By age twelve, Vic knew exactly what he wanted. Not national fame. Not a network desk. He wanted to be a sports broadcaster in Denver. “When I was twelve years old, I said, I want to be a sportscaster in Denver,” he said. “That was my goal and my dream.”
That clarity carried him through unpaid internships, side jobs, and early career stops in South Bend, Austin, and Phoenix. He took whatever work he could get, learning the business the hard way, long before social media or instant exposure existed. “I never got paid a cent,” Vic said of his early internships. “But without that, I wouldn’t be in this business.”
In 1998, Vic finally made it home, landing at Channel 4 in Denver. It wasn’t glamorous. Weekend shifts. Long nights. The pressure of knowing his family, friends, and former teachers were watching. “I was scared, to be honest with you,” he said. “Those first couple years, I was ultra nervous.”

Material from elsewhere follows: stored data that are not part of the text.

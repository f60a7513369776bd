use agora::exchange::PollStatus;
use agora::polls::Poll;
use agora::session::Session;

/// List drafts and remote polls.
pub async fn execute(session: &Session) -> Result<(), Box<dyn std::error::Error>> {
    let polls = session.polls().await?;
    if polls.is_empty() {
        println!("No polls.");
        return Ok(());
    }

    for poll in polls {
        match poll {
            Poll::Draft(draft) => {
                println!("[draft]  {}  {}", draft.local_id, draft.title);
                println!("         options: {}", draft.options.join(", "));
            }
            Poll::Remote(remote) => {
                let status = match remote.status {
                    PollStatus::Open => "open",
                    PollStatus::Closed => "closed",
                };
                println!("[{status}]   {}  {}", remote.id, remote.title);
                let labels: Vec<&str> =
                    remote.options.iter().map(|o| o.label.as_str()).collect();
                println!("         options: {}", labels.join(", "));
            }
        }
    }
    Ok(())
}
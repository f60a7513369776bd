//! Agora - client for an anonymous-but-accountable governance Exchange.
//!
//! The device enrolls a self-sovereign identity behind a proof-of-work
//! challenge, signs every privileged request with a key it never discloses,
//! mints and spends single-use anonymous voting stamps, and keeps draft
//! polls local until they are asserted (promoted) to the remote Exchange.
//!
//! Key principles:
//! - the Exchange owns poll lifecycle and tallying; this crate owns the
//!   client-side identity, signing, credential and sync logic
//! - a consumed stamp is never reused
//! - nothing local is purged until its remote counterpart is confirmed live
//! - presentation is an external collaborator driving [`session::Session`]

pub mod config;
pub mod crypto;
pub mod error;
pub mod exchange;
pub mod identity;
pub mod polls;
pub mod session;
pub mod signing;
pub mod stamps;
pub mod store;
pub mod sync;
pub mod vote;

For decades, Lombardi became a familiar presence in Denver living rooms, covering the city’s teams as a television sports anchor and later continuing his work at Altitude Sports. He covered championship runs, brutal losses, locker room funerals, and unforgettable moments that defined eras of Colorado sports.
On the I’m From Denver Podcast, Vic reflects honestly on how working in sports media changes you. The innocence of fandom fades. Objectivity matters. Over time, you stop rooting blindly for teams and start rooting for the truth of the story. “The moment I stop criticizing your team,” Vic said, “is the moment you should stop listening to me.”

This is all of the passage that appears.